Any other configuration for "train.py" I use without --use_mixture_loss run smoothly.
for example, command below runs well.

CUDA_VISIBLE_DEVICES=0 torchrun  train.py \
--png \
--model_name exp1 \
--use_denseaspp \
--plane_residual \
--flip_right

Can anyone please help me fix this?

Hi, I tested the code on various types of GPUs but did not get the same error😥. Since running with MLL is only a little different from L1 loss, I think these are 2 key snippet

Loss Function

change if self.opt.use_mixture_loss in line 728 of trainer.py to if False to eliminate the problem of loss calculation.

Warping Function

change if self.opt.use_mixture_loss in line 594 of trainer.py to if False to eliminate the problem of sigma-dependent probability.
change if self.opt.use_mixture_loss in line 570 of trainer.py to if False to eliminate the problem of sigma warping.

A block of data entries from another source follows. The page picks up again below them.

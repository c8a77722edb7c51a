//! State module for tracking crawl progress
//!
//! # Components
//!
//! - `SessionStatus`: lifecycle of a crawl session (pending, running, completed, failed, partial)
//! - `TaskStatus`: lifecycle of one source task inside a session
//! - `SessionTotals`: found/new/duplicate/updated/errors counters

mod session_status;
mod task_status;
mod totals;

pub use session_status::SessionStatus;
pub use task_status::TaskStatus;
pub use totals::SessionTotals;
use crate::robots::{fetch_robots, ParsedRobots};
use chrono::{DateTime, Duration, Utc};
use std::collections::HashMap;
use std::sync::Mutex;
use url::Url;

/// robots.txt for one origin with the time it was fetched
#[derive(Debug, Clone)]
pub struct CachedRobots {
    pub content: ParsedRobots,
    pub fetched_at: DateTime<Utc>,
}

impl CachedRobots {
    pub fn new(content: ParsedRobots) -> Self {
        Self {
            content,
            fetched_at: Utc::now(),
        }
    }

    /// Returns true once the entry is older than 24 hours
    pub fn is_stale(&self) -> bool {
        Utc::now() - self.fetched_at > Duration::hours(24)
    }
}

/// Per-origin robots.txt cache shared by every task of a source
///
/// Two tasks racing on a cold origin may both fetch; the later insert wins.
#[derive(Debug)]
pub struct RobotsCache {
    client: reqwest::Client,
    agent_token: String,
    entries: Mutex<HashMap<String, CachedRobots>>,
}

impl RobotsCache {
    /// Creates an empty cache
    ///
    /// # Arguments
    ///
    /// * `client` - HTTP client used for robots.txt requests
    /// * `agent_token` - Product token matched against `User-agent` groups
    pub fn new(client: reqwest::Client, agent_token: &str) -> Self {
        Self {
            client,
            agent_token: agent_token.to_string(),
            entries: Mutex::new(HashMap::new()),
        }
    }

    /// Checks a URL against its origin's robots.txt, fetching it when missing or stale
    pub async fn is_allowed(&self, url: &Url) -> bool {
        let Some(origin) = crate::url::origin_of(url) else {
            return true;
        };

        if let Some(cached) = self.lookup(&origin) {
            return cached.is_allowed(url.as_str(), &self.agent_token);
        }

        let robots = fetch_robots(&self.client, &origin).await;
        let allowed = robots.is_allowed(url.as_str(), &self.agent_token);
        self.entries
            .lock()
            .unwrap_or_else(|poisoned| poisoned.into_inner())
            .insert(origin, CachedRobots::new(robots));
        allowed
    }

    fn lookup(&self, origin: &str) -> Option<ParsedRobots> {
        let entries = self
            .entries
            .lock()
            .unwrap_or_else(|poisoned| poisoned.into_inner());
        entries
            .get(origin)
            .filter(|cached| !cached.is_stale())
            .map(|cached| cached.content.clone())
    }

    #[cfg(test)]
    fn insert(&self, origin: &str, cached: CachedRobots) {
        self.entries
            .lock()
            .unwrap()
            .insert(origin.to_string(), cached);
    }
}
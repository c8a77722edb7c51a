//! URL handling for extracted records
//!
//! Directory pages publish parish websites in every shape imaginable
//! (`www.example.org`, `HTTP://Example.org/`, `example.org/#home`). This module
//! checks that a URL is usable and folds the common variations into one form.

mod normalize;

pub use normalize::{normalize_website, parse_web_url};

use ::url::Url;

/// Returns the `scheme://host[:port]` origin of a URL, used as a cache key
///
/// # Examples
///
/// ```
/// use vespers::url::origin_of;
/// use url::Url;
///
/// let url = Url::parse("https://example.org:8443/parishes?page=2").unwrap();
/// assert_eq!(origin_of(&url).as_deref(), Some("https://example.org:8443"));
/// ```
pub fn origin_of(url: &Url) -> Option<String> {
    let host = url.host_str()?;
    Some(match url.port() {
        Some(port) => format!("{}://{}:{}", url.scheme(), host, port),
        None => format!("{}://{}", url.scheme(), host),
    })
}
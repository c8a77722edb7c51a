use std::fmt;

/// Represents the state of one source task inside a session
#[derive(Debug, Clone, Copy, PartialEq, Eq, Hash)]
pub enum TaskStatus {
    /// Queued, waiting for a worker slot
    Pending,

    /// Holding a worker slot
    Running,

    /// Extraction finished and produced candidates (possibly zero)
    Succeeded,

    /// Extraction failed terminally
    Failed,
}

impl TaskStatus {
    /// Returns true if no further transition can occur
    pub fn is_terminal(&self) -> bool {
        matches!(self, Self::Succeeded | Self::Failed)
    }

    pub fn as_str(&self) -> &'static str {
        match self {
            Self::Pending => "pending",
            Self::Running => "running",
            Self::Succeeded => "succeeded",
            Self::Failed => "failed",
        }
    }
}

impl fmt::Display for TaskStatus {
    fn fmt(&self, f: &mut fmt::Formatter<'_>) -> fmt::Result {
        f.write_str(self.as_str())
    }
}

#[cfg(test)]
mod tests {
    use super::*;

    #[test]
    fn test_is_terminal() {
        assert!(!TaskStatus::Pending.is_terminal());
        assert!(!TaskStatus::Running.is_terminal());
        assert!(TaskStatus::Succeeded.is_terminal());
        assert!(TaskStatus::Failed.is_terminal());
    }

    #[test]
    fn test_display() {
        assert_eq!(TaskStatus::Succeeded.to_string(), "succeeded");
        assert_eq!(TaskStatus::Failed.to_string(), "failed");
    }
}
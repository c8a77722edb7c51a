//! HTML directory sources against mock HTTP servers

use crate::common::Workspace;
use vespers::config::{Config, SelectorConfig, SourceEntry, SourceKind};
use vespers::crawler::Engine;
use vespers::state::{SessionStatus, TaskStatus};
use vespers::storage::{ChurchFilter, Storage};
use wiremock::matchers::{method, path};
use wiremock::{Mock, MockServer, ResponseTemplate};

fn directory_source(base_url: &str) -> SourceEntry {
    SourceEntry {
        id: "oca".to_string(),
        jurisdiction: "Orthodox Church in America".to_string(),
        urls: vec![format!("{}/parishes", base_url)],
        kind: SourceKind::HtmlDirectory,
        selectors: SelectorConfig {
            item: ".parish".to_string(),
            name: ".name".to_string(),
            address: Some(".street".to_string()),
            city: Some(".city".to_string()),
            state: Some(".state".to_string()),
            zip: Some(".zip".to_string()),
            clergy: Some(".rector".to_string()),
            website: Some("a.site".to_string()),
            phone: Some("a.phone".to_string()),
            email: Some("a.email".to_string()),
        },
    }
}

fn config_for(ws: &Workspace, server: &MockServer) -> Config {
    let mut config = ws.config();
    config.sources = vec![directory_source(&server.uri())];
    config
}

fn html(body: &str) -> ResponseTemplate {
    ResponseTemplate::new(200).set_body_raw(
        format!("<html><head><title>Parishes</title></head><body>{}</body></html>", body),
        "text/html; charset=utf-8",
    )
}

const TWO_PARISHES: &str = r#"
    <div class="parish">
        <h3 class="name">St. Nicholas  Cathedral</h3>
        <span class="street">1 Main St</span>
        <span class="city">Chicago</span>
        <span class="state">Illinois</span>
        <span class="zip">60601-1234</span>
        <span class="rector">Fr. Peter Jones</span>
        <a class="phone" href="tel:+1-312-555-0100">Call</a>
        <a class="email" href="mailto:Office@StNicholas.example.org">Email</a>
    </div>
    <div class="parish">
        <h3 class="name">Holy Trinity</h3>
        <span class="city">Boston</span>
        <span class="state">ma</span>
    </div>
"#;

#[tokio::test]
async fn test_directory_page_is_extracted_and_cleaned() {
    let server = MockServer::start().await;
    Mock::given(method("GET"))
        .and(path("/parishes"))
        .respond_with(html(TWO_PARISHES))
        .mount(&server)
        .await;

    let ws = Workspace::new();
    let result = Engine::new(config_for(&ws, &server), "hash".to_string())
        .unwrap()
        .run()
        .await
        .unwrap();

    assert_eq!(result.status, SessionStatus::Completed);
    assert_eq!(result.totals.found, 2);
    assert_eq!(result.totals.new, 2);
    assert_eq!(result.tasks[0].candidates, 2);

    let churches = ws
        .storage()
        .search_churches(&ChurchFilter {
            city: Some("Chicago".to_string()),
            ..Default::default()
        })
        .unwrap();
    assert_eq!(churches.len(), 1);

    let cathedral = &churches[0];
    assert_eq!(cathedral.name, "Saint Nicholas Cathedral");
    assert_eq!(cathedral.state.as_deref(), Some("IL"));
    assert_eq!(cathedral.zip_code.as_deref(), Some("60601"));
    assert_eq!(cathedral.clergy_contact.as_deref(), Some("Father Peter Jones"));
    assert_eq!(cathedral.contact_phone.as_deref(), Some("(312) 555-0100"));
    assert_eq!(
        cathedral.contact_email.as_deref(),
        Some("office@stnicholas.example.org")
    );
    assert_eq!(
        cathedral.source_url.as_deref(),
        Some(format!("{}/parishes", server.uri()).as_str())
    );
}

#[tokio::test]
async fn test_robots_denial_is_terminal() {
    let server = MockServer::start().await;
    Mock::given(method("GET"))
        .and(path("/robots.txt"))
        .respond_with(ResponseTemplate::new(200).set_body_string("User-agent: *\nDisallow: /"))
        .mount(&server)
        .await;
    Mock::given(method("GET"))
        .and(path("/parishes"))
        .respond_with(html(TWO_PARISHES))
        .expect(0)
        .mount(&server)
        .await;

    let ws = Workspace::new();
    let result = Engine::new(config_for(&ws, &server), "hash".to_string())
        .unwrap()
        .run()
        .await
        .unwrap();

    assert_eq!(result.status, SessionStatus::Failed);
    assert_eq!(result.tasks[0].status, TaskStatus::Failed);
    assert_eq!(result.tasks[0].attempts, 1);
    assert_eq!(result.totals.errors, 1);
    assert!(result.errors[0].message.contains("robots.txt"));
}

#[tokio::test]
async fn test_server_errors_retried_up_to_bound() {
    let server = MockServer::start().await;
    Mock::given(method("GET"))
        .and(path("/parishes"))
        .respond_with(ResponseTemplate::new(503))
        .expect(3)
        .mount(&server)
        .await;

    let ws = Workspace::new();
    let result = Engine::new(config_for(&ws, &server), "hash".to_string())
        .unwrap()
        .run()
        .await
        .unwrap();

    assert_eq!(result.status, SessionStatus::Failed);
    assert_eq!(result.tasks[0].attempts, 3);
    assert_eq!(result.errors[0].kind, "fetch");

    let stored = ws.storage().errors_for_session(&result.session_id).unwrap();
    assert_eq!(stored.len(), 1);
    assert_eq!(stored[0].source, "oca");
}

#[tokio::test]
async fn test_non_html_payload_is_parse_error() {
    let server = MockServer::start().await;
    Mock::given(method("GET"))
        .and(path("/parishes"))
        .respond_with(
            ResponseTemplate::new(200).set_body_raw("{\"parishes\": []}", "application/json"),
        )
        .expect(1)
        .mount(&server)
        .await;

    let ws = Workspace::new();
    let result = Engine::new(config_for(&ws, &server), "hash".to_string())
        .unwrap()
        .run()
        .await
        .unwrap();

    assert_eq!(result.status, SessionStatus::Failed);
    assert_eq!(result.errors[0].kind, "parse");
}

#[tokio::test]
async fn test_unreachable_website_rejected_by_live_check() {
    let server = MockServer::start().await;
    let body = format!(
        r#"<div class="parish">
            <h3 class="name">Saint Sava</h3>
            <span class="city">Denver</span>
            <a class="site" href="{}/gone">Website</a>
        </div>"#,
        server.uri()
    );
    Mock::given(method("GET"))
        .and(path("/parishes"))
        .respond_with(html(&body))
        .mount(&server)
        .await;
    Mock::given(method("HEAD"))
        .and(path("/parishes"))
        .respond_with(ResponseTemplate::new(200))
        .mount(&server)
        .await;
    Mock::given(method("HEAD"))
        .and(path("/gone"))
        .respond_with(ResponseTemplate::new(404))
        .expect(1)
        .mount(&server)
        .await;

    let ws = Workspace::new();
    let mut config = config_for(&ws, &server);
    config.engine.live_check_urls = true;

    let result = Engine::new(config, "hash".to_string()).unwrap().run().await.unwrap();

    // Candidate rejects do not downgrade the session
    assert_eq!(result.status, SessionStatus::Completed);
    assert_eq!(result.totals.found, 1);
    assert_eq!(result.totals.errors, 1);
    assert_eq!(result.errors[0].kind, "validation");
    assert!(result.errors[0].message.starts_with("unreachable_url"));
    assert_eq!(ws.storage().count_churches().unwrap(), 0);
}
//! HTTP fetching for directory sources
//!
//! Every response is classified into success or a [`SourceError`]:
//!
//! | Condition | Classification |
//! |-----------|----------------|
//! | 2xx | payload |
//! | 408, 429, 5xx | `Transient` |
//! | other status | `Http` (terminal) |
//! | timeout, connect or body error | `Transient` |
//! | invalid request | `Parse` (terminal) |

use crate::config::UserAgentConfig;
use crate::source::{RawPayload, SourceError};
use chrono::Utc;
use reqwest::{redirect::Policy, Client, StatusCode};
use std::time::Duration;

/// Builds the HTTP client shared by every source of an engine
///
/// # Arguments
///
/// * `config` - The user agent configuration
/// * `timeout` - Overall budget of one request
///
/// # Example
///
/// ```no_run
/// use std::time::Duration;
/// use vespers::config::UserAgentConfig;
/// use vespers::source::build_http_client;
///
/// let config = UserAgentConfig {
///     crawler_name: "Vespers".to_string(),
///     crawler_version: "0.1".to_string(),
///     contact_url: "https://example.com/about".to_string(),
///     contact_email: "admin@example.com".to_string(),
/// };
///
/// let client = build_http_client(&config, Duration::from_secs(30)).unwrap();
/// ```
pub fn build_http_client(config: &UserAgentConfig, timeout: Duration) -> Result<Client, reqwest::Error> {
    Client::builder()
        .user_agent(config.header_value())
        .timeout(timeout)
        .connect_timeout(Duration::from_secs(10))
        .redirect(Policy::limited(10))
        .gzip(true)
        .brotli(true)
        .build()
}

/// Fetches one page and classifies the outcome
pub async fn fetch_page(client: &Client, url: &str) -> Result<RawPayload, SourceError> {
    let response = client
        .get(url)
        .send()
        .await
        .map_err(|e| classify_request_error(url, &e))?;

    let status = response.status();
    classify_status(url, status)?;

    let final_url = response.url().to_string();
    let content_type = response
        .headers()
        .get(reqwest::header::CONTENT_TYPE)
        .and_then(|v| v.to_str().ok())
        .map(str::to_string);

    let body = response
        .text()
        .await
        .map_err(|e| classify_request_error(url, &e))?;

    Ok(RawPayload {
        url: url.to_string(),
        final_url,
        status: status.as_u16(),
        content_type,
        body,
        fetched_at: Utc::now(),
    })
}

/// Maps a response status to success or a classified error
pub fn classify_status(url: &str, status: StatusCode) -> Result<(), SourceError> {
    if status.is_success() {
        return Ok(());
    }

    if status.is_server_error()
        || status == StatusCode::TOO_MANY_REQUESTS
        || status == StatusCode::REQUEST_TIMEOUT
    {
        return Err(SourceError::Transient {
            url: url.to_string(),
            message: format!("HTTP {}", status.as_u16()),
        });
    }

    Err(SourceError::Http {
        url: url.to_string(),
        status: status.as_u16(),
    })
}

/// Classifies a transport-level reqwest error
pub fn classify_request_error(url: &str, error: &reqwest::Error) -> SourceError {
    if error.is_builder() {
        return SourceError::Parse {
            url: url.to_string(),
            message: format!("invalid request: {}", error),
        };
    }

    let message = if error.is_timeout() {
        "request timeout".to_string()
    } else if error.is_connect() {
        "connection failed".to_string()
    } else {
        error.to_string()
    };

    SourceError::Transient {
        url: url.to_string(),
        message,
    }
}

#[cfg(test)]
mod tests {
    use super::*;

    fn create_test_config() -> UserAgentConfig {
        UserAgentConfig {
            crawler_name: "TestCrawler".to_string(),
            crawler_version: "1.0".to_string(),
            contact_url: "https://example.com/about".to_string(),
            contact_email: "admin@example.com".to_string(),
        }
    }

    #[test]
    fn test_build_http_client() {
        let client = build_http_client(&create_test_config(), Duration::from_secs(5));
        assert!(client.is_ok());
    }

    #[test]
    fn test_classify_status() {
        let url = "https://example.org/parishes";
        assert!(classify_status(url, StatusCode::OK).is_ok());
        assert!(classify_status(url, StatusCode::SERVICE_UNAVAILABLE)
            .unwrap_err()
            .is_transient());
        assert!(classify_status(url, StatusCode::TOO_MANY_REQUESTS)
            .unwrap_err()
            .is_transient());
        assert_eq!(
            classify_status(url, StatusCode::NOT_FOUND),
            Err(SourceError::Http {
                url: url.to_string(),
                status: 404
            })
        );
        assert!(!classify_status(url, StatusCode::FORBIDDEN)
            .unwrap_err()
            .is_transient());
    }
}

The flag in depth_decoder.py also cause difference, but I don't think it's the main problem.

I hope these may halp you catch the troublemaker. Please let me know if you got anything new.

Thank you, but I was hoping that I could use the mixture loss and not just avoid it

Yeah, you’re right. But maybe these tips can help you find the main issue which might be just 1 or 2 lines of code and then we can fix it to stop this error.

Could you add the list of the GPUs that you tested the repository on?

I sloved it! all I had to do is to reduce the batch_size and it runs smoothly, maybe this issue can be added to a "known issues" section in the readme.md file

Awesome! I'm so happy that the problem is solved! I will add it to readme.md following your suggestion, thank you!